> **Directions for this task**
Word for word, return the lines from the start of the entries below through the line that has "pub async fn".

> **Data provided**
----
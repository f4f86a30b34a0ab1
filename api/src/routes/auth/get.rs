use axum::{Json, extract::State, http::StatusCode, response::IntoResponse};
use db::models::user::Entity as UserEntity;
use sea_orm::EntityTrait;
use util::state::AppState;

use crate::auth::AuthUser;
use crate::response::ApiResponse;
use crate::routes::common::UserResponse;

/// GET /auth/me
///
/// Returns the directory record behind the caller's bearer token.
///
/// ### Responses
/// - `200 OK` with the user payload
/// - `401 Unauthorized` (missing or invalid token)
/// - `404 Not Found` (token subject no longer exists)
pub async fn get_me(State(app): State<AppState>, AuthUser(claims): AuthUser) -> impl IntoResponse {
    match UserEntity::find_by_id(claims.sub).one(app.db()).await {
        Ok(Some(user)) => (
            StatusCode::OK,
            Json(ApiResponse::success(
                UserResponse::from(user),
                "User retrieved successfully",
            )),
        ),
        Ok(None) => (
            StatusCode::NOT_FOUND,
            Json(ApiResponse::<UserResponse>::error("User not found")),
        ),
        Err(e) => (
            StatusCode::INTERNAL_SERVER_ERROR,
            Json(ApiResponse::<UserResponse>::error(format!(
                "Database error: {}",
                e
            ))),
        ),
    }
}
----
> **Task solution**
repository f4f86a30b34a0ab1
filename api/src/routes/auth/get.rs
use axum::{Json, extract::State, http::StatusCode, response::IntoResponse};
use db::models::user::Entity as UserEntity;
use sea_orm::EntityTrait;
use util::state::AppState;

use crate::auth::AuthUser;
use crate::response::ApiResponse;
use crate::routes::common::UserResponse;

/// GET /auth/me
///
/// Returns the directory record behind the caller's bearer token.
///
/// ### Responses
/// - `200 OK` with the user payload
/// - `401 Unauthorized` (missing or invalid token)
/// - `404 Not Found` (token subject no longer exists)
pub async fn get_me(State(app): State<AppState>, AuthUser(claims): AuthUser) -> impl IntoResponse {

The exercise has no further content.